Approval Error Vulnerability: Analyzing the HedgeyFinance Attack

On April 19, 2024, HedgeyFinance suffered an exploit resulting in an estimated loss of $45 million. A design error in the Campaign contract permitted an attacker to directly steal a substantial amount of assets.

In this blog, we will analyze the first attack on the Ethereum network to help users prevent similar vulnerabilities in their own projects.

Overview

Attacker:

https://etherscan.io/address/0xded2b1a426e1b7d415a40bcad44e98f47181dda2

Vulnerable Contract:

https://etherscan.io/address/0xbc452fdc8f851d7c5b72e1fe74dfb63bb793d511

Transaction attack:

https://etherscan.io/tx/0xa17fdb804728f226fcd10e78eae5247abd984e0f03301312315b89cae25aa517

https://etherscan.io/tx/0x2606d459a50ca4920722a111745c2eeced1d8a01ff25ee762e22d5d4b1595739

Exploit Analysis

Following the first transaction, the attack methodology was surprisingly straightforward. The attacker borrowed a large amount of USDC to create a locked campaign and then immediately canceled it.
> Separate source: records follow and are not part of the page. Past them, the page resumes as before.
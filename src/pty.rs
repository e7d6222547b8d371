// Unless explicitly stated otherwise all files in this repository are licensed
// under the MIT/Apache-2.0 License, at your convenience

//! Child processes under a pseudo-terminal.
//!
//! The pty gives us two things a plain pipe cannot: password prompts reach
//! us (and our replies reach the child) the way a terminal would carry
//! them, and line buffering in the child behaves interactively. The master
//! side is a single bidirectional byte stream.

use anyhow::{anyhow, bail, Context as _, Result};
use nix::errno::Errno;
use nix::libc;
use nix::pty::openpty;
use nix::sys::signal::{kill, Signal};
use nix::sys::termios::{tcgetattr, tcsetattr, LocalFlags, SetArg};
use nix::sys::wait::{waitpid, WaitPidFlag, WaitStatus};
use nix::unistd::{execvp, fork, ForkResult, Pid};
use std::ffi::CString;
use std::os::fd::{AsRawFd, OwnedFd};

pub enum PtyRead {
    Data(usize),
    WouldBlock,
    Eof,
}

pub struct PtyProcess {
    master: Option<OwnedFd>,
    pid: Pid,
    returncode: Option<i32>,
}

impl PtyProcess {
    /// Fork a child under a fresh pty and exec `cmdline` in it. The master
    /// fd is left non-blocking; local echo is disabled before anything is
    /// written, otherwise the password we type is echoed back into the
    /// parsers.
    pub fn spawn(cmdline: &[String]) -> Result<PtyProcess> {
        if cmdline.is_empty() {
            bail!("Cannot spawn an empty command line");
        }
        let argv: Vec<CString> = cmdline
            .iter()
            .map(|a| CString::new(a.as_str()))
            .collect::<std::result::Result<_, _>>()
            .context("Command line contains a NUL byte")?;

        let pty = openpty(None, None).context("openpty failed")?;
        let master = pty.master;
        let slave = pty.slave;

        match unsafe { fork() }.context("fork failed")? {
            ForkResult::Child => {
                // Only async-signal-safe calls between fork and exec.
                unsafe {
                    libc::setsid();
                    libc::ioctl(slave.as_raw_fd(), libc::TIOCSCTTY as _, 0);
                    libc::dup2(slave.as_raw_fd(), 0);
                    libc::dup2(slave.as_raw_fd(), 1);
                    libc::dup2(slave.as_raw_fd(), 2);
                }
                let _ = execvp(&argv[0], &argv);
                unsafe { libc::_exit(127) }
            }
            ForkResult::Parent { child } => {
                drop(slave);
                if let Ok(mut termios) = tcgetattr(&master) {
                    termios.local_flags.remove(LocalFlags::ECHO);
                    let _ = tcsetattr(&master, SetArg::TCSADRAIN, &termios);
                }
                unsafe {
                    let flags = libc::fcntl(master.as_raw_fd(), libc::F_GETFL);
                    libc::fcntl(master.as_raw_fd(), libc::F_SETFL, flags | libc::O_NONBLOCK);
                }
                Ok(PtyProcess {
                    master: Some(master),
                    pid: child,
                    returncode: None,
                })
            }
        }
    }

    pub fn pid(&self) -> Pid {
        self.pid
    }

    pub fn returncode(&self) -> Option<i32> {
        self.returncode
    }

    /// Non-blocking read from the master side. The master reports `EIO`
    /// once the child hangs up; that is a normal end of stream.
    pub fn read(&mut self, buf: &mut [u8]) -> Result<PtyRead> {
        let fd = match &self.master {
            Some(fd) => fd.as_raw_fd(),
            None => return Ok(PtyRead::Eof),
        };
        let n = unsafe { libc::read(fd, buf.as_mut_ptr() as *mut libc::c_void, buf.len()) };
        if n < 0 {
            return match Errno::last() {
                Errno::EAGAIN | Errno::EINTR => Ok(PtyRead::WouldBlock),
                Errno::EIO => Ok(PtyRead::Eof),
                err => Err(anyhow!("Reading from the pty failed: {}", err)),
            };
        }
        if n == 0 {
            return Ok(PtyRead::Eof);
        }
        Ok(PtyRead::Data(n as usize))
    }

    /// Write the whole buffer. A full tty buffer surfaces as an error; the
    /// caller turns it into a stream interrupt.
    pub fn write_all(&mut self, data: &[u8]) -> Result<()> {
        let fd = match &self.master {
            Some(fd) => fd.as_raw_fd(),
            None => bail!("The pty is closed"),
        };
        let mut written = 0;
        while written < data.len() {
            let n = unsafe {
                libc::write(
                    fd,
                    data[written..].as_ptr() as *const libc::c_void,
                    data.len() - written,
                )
            };
            if n < 0 {
                let err = Errno::last();
                if err == Errno::EINTR {
                    continue;
                }
                bail!("Writing to the pty failed: {}", err);
            }
            written += n as usize;
        }
        Ok(())
    }

    /// Signal the child, ignoring "no such process": teardown races
    /// against natural exit are expected.
    pub fn send_signal(&self, signal: Signal) {
        let _ = kill(self.pid, signal);
    }

    pub fn terminate(&self) {
        self.send_signal(Signal::SIGTERM);
    }

    fn record_status(&mut self, status: WaitStatus) {
        match status {
            WaitStatus::Exited(_, code) => self.returncode = Some(code),
            WaitStatus::Signaled(_, signal, _) => self.returncode = Some(-(signal as i32)),
            _ => {}
        }
    }

    /// Non-blocking reap. Returns the exit code once the child is gone:
    /// the code itself for a normal exit, `-signum` for a signaled death.
    pub fn poll(&mut self) -> Option<i32> {
        if self.returncode.is_some() {
            return self.returncode;
        }
        if let Ok(status) = waitpid(self.pid, Some(WaitPidFlag::WNOHANG)) {
            self.record_status(status);
        }
        self.returncode
    }

    /// Blocking reap, retried on interruption.
    pub fn wait(&mut self) -> i32 {
        loop {
            if let Some(code) = self.returncode {
                return code;
            }
            match waitpid(self.pid, None) {
                Ok(status) => self.record_status(status),
                Err(Errno::EINTR) => continue,
                Err(_) => return self.returncode.unwrap_or(-1),
            }
        }
    }

    /// Close the master fd. Safe to call more than once.
    pub fn close(&mut self) {
        self.master = None;
    }

    pub fn is_open(&self) -> bool {
        self.master.is_some()
    }
}
// Unless explicitly stated otherwise all files in this repository are licensed
// under the MIT/Apache-2.0 License, at your convenience

//! The nested key/value scope in which macros are resolved.
//!
//! Values live under dotted string keys in insertion order. Setting a
//! nested value at `K` also projects every reachable field flat:
//! `K.field`, `K.<index>` or `K.<child-name>` for sequences, recursively,
//! so `${node.host}` works no matter how deep the spec file nests.

use crate::error::Result;
use crate::expr::{self, ExprValue};
use crate::util::value_to_string;
use indexmap::IndexMap;
use lazy_static::lazy_static;
use regex_lite::Regex;
use serde_yaml::{Mapping, Value};
use std::collections::HashSet;
use std::sync::Mutex;
use tracing::{debug, warn};

lazy_static! {
    static ref RE_MACRO: Regex = Regex::new(r"\$\{([^}]+)\}").unwrap();
    // Unknown macros are reported once per process, not once per render
    static ref WARNED: Mutex<HashSet<String>> = Mutex::new(HashSet::new());
}

/// Fixed-point substitution gives up after this many passes; a context that
/// still changes is mutually recursive.
const MAX_RENDER_PASSES: usize = 32;

#[derive(Debug, Clone, Default)]
pub struct Context {
    values: IndexMap<String, Value>,
    defines: HashSet<String>,
}

impl Context {
    pub fn new() -> Context {
        Context::default()
    }

    /// Deep copy that may be mutated independently of its parent.
    pub fn fork(&self) -> Context {
        self.clone()
    }

    pub fn get(&self, key: &str) -> Option<&Value> {
        self.values.get(key)
    }

    pub fn get_str(&self, key: &str) -> Option<&str> {
        self.get(key).and_then(|v| v.as_str())
    }

    pub fn get_string(&self, key: &str) -> Option<String> {
        self.get(key).map(value_to_string)
    }

    pub fn contains(&self, key: &str) -> bool {
        self.values.contains_key(key)
    }

    pub fn len(&self) -> usize {
        self.values.len()
    }

    pub fn is_empty(&self) -> bool {
        self.values.is_empty()
    }

    /// Set a value and its flat projections.
    pub fn set(&mut self, name: &str, value: Value) {
        match &value {
            Value::Mapping(map) => {
                for (k, v) in map {
                    if let Some(k) = k.as_str() {
                        self.set(&format!("{}.{}", name, k), v.clone());
                    }
                }
            }
            Value::Sequence(seq) => {
                for (i, v) in seq.iter().enumerate() {
                    let child_name = v
                        .as_mapping()
                        .and_then(|m| crate::util::mget_str(m, "name"))
                        .map(str::to_string);
                    match child_name {
                        Some(n) => self.set(&format!("{}.{}", name, n), v.clone()),
                        None => self.set(&format!("{}.{}", name, i), v.clone()),
                    }
                }
            }
            _ => {}
        }
        self.values.insert(name.to_string(), value);
    }

    /// Merge every entry of a mapping at the top level.
    pub fn update(&mut self, map: &Mapping) {
        for (k, v) in map {
            if let Some(k) = k.as_str() {
                self.set(k, v.clone());
            }
        }
    }

    /// Merge a `define:` block, remembering the names so that unresolved
    /// macros over them stay silent.
    pub fn update_defines(&mut self, map: &Mapping) {
        for (k, v) in map {
            if let Some(k) = k.as_str() {
                self.defines.insert(k.to_string());
                self.set(k, v.clone());
            }
        }
    }

    pub fn is_defined(&self, name: &str) -> bool {
        self.defines.contains(name)
    }

    fn lookup_expr(&self, name: &str) -> Option<ExprValue> {
        match self.get(name)? {
            Value::Number(n) => Some(ExprValue::Num(n.as_f64()?)),
            Value::String(s) => Some(ExprValue::from_scalar(s)),
            Value::Bool(b) => Some(ExprValue::Num(if *b { 1.0 } else { 0.0 })),
            _ => None,
        }
    }

    /// Resolve one `${...}` body. `apply_defaults` is only turned on once a
    /// pass made no progress, so a key set late still wins over its default.
    fn resolve(&self, expr: &str, apply_defaults: bool) -> Option<String> {
        let expr = expr.trim();
        if expr::is_identifier(expr) {
            return self.get(expr).map(value_to_string);
        }
        if let Some((key, default)) = expr.split_once('|') {
            let key = key.trim();
            if expr::is_identifier(key) {
                if let Some(v) = self.get(key) {
                    return Some(value_to_string(v));
                }
                if apply_defaults {
                    return Some(default.trim().to_string());
                }
                return None;
            }
        }
        match expr::eval(expr, &|name| self.lookup_expr(name)) {
            Ok(v) => Some(v.render()),
            Err(_) => None,
        }
    }

    fn replace_str(&self, text: &str, apply_defaults: bool, changed: &mut bool) -> String {
        RE_MACRO
            .replace_all(text, |caps: &regex_lite::Captures| {
                match self.resolve(&caps[1], apply_defaults) {
                    Some(replacement) => {
                        *changed = true;
                        replacement
                    }
                    None => caps[0].to_string(),
                }
            })
            .into_owned()
    }

    fn replace_value(&self, value: &mut Value, apply_defaults: bool, changed: &mut bool) {
        match value {
            Value::String(s) => {
                let replaced = self.replace_str(s, apply_defaults, changed);
                if replaced != *s {
                    *s = replaced;
                }
            }
            Value::Sequence(seq) => {
                for v in seq {
                    self.replace_value(v, apply_defaults, changed);
                }
            }
            Value::Mapping(map) => {
                for (_, v) in map.iter_mut() {
                    self.replace_value(v, apply_defaults, changed);
                }
            }
            _ => {}
        }
    }

    /// Substitute macros to a fixed point and return the rendered context.
    /// Keys that stay unresolved keep their literal `${...}` text; unknown
    /// ones are reported once.
    pub fn render(&self) -> Context {
        let mut current = self.clone();
        for _pass in 0..MAX_RENDER_PASSES {
            let snapshot = current.clone();
            let mut changed = false;
            for (_, v) in current.values.iter_mut() {
                snapshot.replace_value(v, false, &mut changed);
            }
            if !changed {
                let mut defaulted = false;
                for (_, v) in current.values.iter_mut() {
                    snapshot.replace_value(v, true, &mut defaulted);
                }
                if !defaulted {
                    current.report_unresolved();
                    return current;
                }
            }
        }
        warn!("Macro substitution did not converge after {} passes", MAX_RENDER_PASSES);
        current.report_unresolved();
        current
    }

    fn report_unresolved(&self) {
        for (key, value) in &self.values {
            self.scan_unresolved(key, value);
        }
    }

    fn scan_unresolved(&self, key: &str, value: &Value) {
        match value {
            Value::String(s) => {
                for caps in RE_MACRO.captures_iter(s) {
                    let expr = caps[1].trim().to_string();
                    let name = expr.split('|').next().unwrap_or(&expr).trim();
                    if self.is_defined(name) {
                        debug!("Macro '${{{}}}' in '{}' is declared but unset", expr, key);
                    } else if WARNED.lock().unwrap().insert(expr.clone()) {
                        warn!("Could not resolve macro '${{{}}}' in '{}'", expr, key);
                    }
                }
            }
            Value::Sequence(seq) => {
                for v in seq {
                    self.scan_unresolved(key, v);
                }
            }
            Value::Mapping(map) => {
                for (_, v) in map {
                    self.scan_unresolved(key, v);
                }
            }
            _ => {}
        }
    }

    /// The flat `(key, value)` pairs of the current test-case assignment.
    pub fn curr_values(&self) -> Vec<(String, String)> {
        match self.get("curr") {
            Some(Value::Mapping(map)) => map
                .iter()
                .filter_map(|(k, v)| Some((k.as_str()?.to_string(), value_to_string(v))))
                .collect(),
            _ => Vec::new(),
        }
    }

    pub fn mapping(&self, key: &str) -> Option<&Mapping> {
        self.get(key).and_then(|v| v.as_mapping())
    }

    pub fn sequence(&self, key: &str) -> Option<&Vec<Value>> {
        self.get(key).and_then(|v| v.as_sequence())
    }

    pub fn time_value(&self, key: &str, default: f64) -> Result<f64> {
        match self.get(key) {
            Some(v) => crate::util::time2sec(v),
            None => Ok(default),
        }
    }
}

#[cfg(test)]
mod tests {
    use super::*;

    fn yaml(text: &str) -> Value {
        serde_yaml::from_str(text).unwrap()
    }

    fn ctx(pairs: &[(&str, &str)]) -> Context {
        let mut c = Context::new();
        for (k, v) in pairs {
            c.set(k, yaml(v));
        }
        c
    }

    #[test]
    fn flat_projection_reaches_nested_fields() {
        let mut c = Context::new();
        c.set("node", yaml("{host: example.org, access: [{class: ssh, username: bench}]}"));
        assert_eq!(c.get_str("node.host"), Some("example.org"));
        assert_eq!(c.get_str("node.access.0.class"), Some("ssh"));
        assert_eq!(c.get_str("node.access.0.username"), Some("bench"));
    }

    #[test]
    fn named_sequence_elements_project_by_name() {
        let mut c = Context::new();
        c.set("app.files", yaml("[{name: cfg, contents: hello}]"));
        assert_eq!(c.get_str("app.files.cfg.contents"), Some("hello"));
    }

    #[test]
    fn fork_is_independent() {
        let parent = ctx(&[("a", "1")]);
        let mut child = parent.fork();
        child.set("a", yaml("2"));
        assert_eq!(parent.get_string("a").as_deref(), Some("1"));
        assert_eq!(child.get_string("a").as_deref(), Some("2"));
    }

    #[test]
    fn render_replaces_known_keys() {
        let c = ctx(&[("host", "example.org"), ("target", "'ssh ${host}'")]);
        let r = c.render();
        assert_eq!(r.get_str("target"), Some("ssh example.org"));
    }

    #[test]
    fn render_is_iterative() {
        let c = ctx(&[
            ("a", "'${b}-x'"),
            ("b", "'${c}'"),
            ("c", "leaf"),
        ]);
        let r = c.render();
        assert_eq!(r.get_str("a"), Some("leaf-x"));
    }

    #[test]
    fn render_is_idempotent() {
        let c = ctx(&[("a", "'${b}'"), ("b", "v")]);
        let once = c.render();
        let twice = once.render();
        assert_eq!(once.get_str("a"), twice.get_str("a"));
    }

    #[test]
    fn defaults_apply_only_when_missing() {
        let c = ctx(&[("present", "yes"), ("s", "'${present|no}-${absent|fallback}'")]);
        let r = c.render();
        assert_eq!(r.get_str("s"), Some("yes-fallback"));
    }

    #[test]
    fn unknown_macros_stay_literal() {
        let c = ctx(&[("s", "'${nobody.knows}'")]);
        let r = c.render();
        assert_eq!(r.get_str("s"), Some("${nobody.knows}"));
    }

    #[test]
    fn arithmetic_macros() {
        let c = ctx(&[("n", "4"), ("s", "'${n * 2 + 1}'")]);
        let r = c.render();
        assert_eq!(r.get_str("s"), Some("9"));
    }

    #[test]
    fn renders_inside_sequences_and_mappings() {
        let c = ctx(&[("v", "7"), ("m", "{args: ['-n', '${v}'], nested: {x: '${v}'}}")]);
        let r = c.render();
        assert_eq!(r.get_str("m.args.1"), Some("7"));
        assert_eq!(r.get_str("m.nested.x"), Some("7"));
    }
}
In the second transaction, the attacker triggered the contract to transfer USDC directly from the HedgeyFinance contract to their own address.

The simplicity of the second transaction strongly suggests that the root cause of the exploit lies in the createLockedCampaign and cancel functions from step 1.

Investigate the createLockedCampaign function

During the creation of a locked campaign, the owner has the ability to designate a tokenLocker. This tokenLocker, upon receiving approval, can then transfer out all the tokens associated with the newly created campaign. This behavior appears to be a potential vulnerability.

While the function comment indicates an intent to prevent anyone from claiming additional tokens, it appears to only restrict access to reward tokens. Crucially, the function doesn't revoke approval granted in a previous step. This oversight allows the attacker to withdraw all staked tokens within the campaign while retaining the approval from the earlier step.

With this lingering approval, the attacker can easily transfer tokens out of the contract to any desired location.

By analyzing the createLockedCampaign function in reverse, it becomes clear that the approval logic is flawed. Granting the ability for a locked campaign to transfer tokens out at any time contradicts the expected behavior. This design flaw is the root cause of the HedgeyFinance exploit.

Lesson learned

The HedgeyFinance exploit highlights the severe consequences of failing to manage token approvals carefully within smart contracts. Here are key takeaways:

• Approval is Power: In DeFi systems, granting approval to a contract often means giving it the power to transfer your tokens. Treat approvals with the same caution as sending funds directly.

• Revoke When Done: When an interaction with a smart contract is complete, diligently revoke any approvals that are no longer required. This limits the potential attack surface.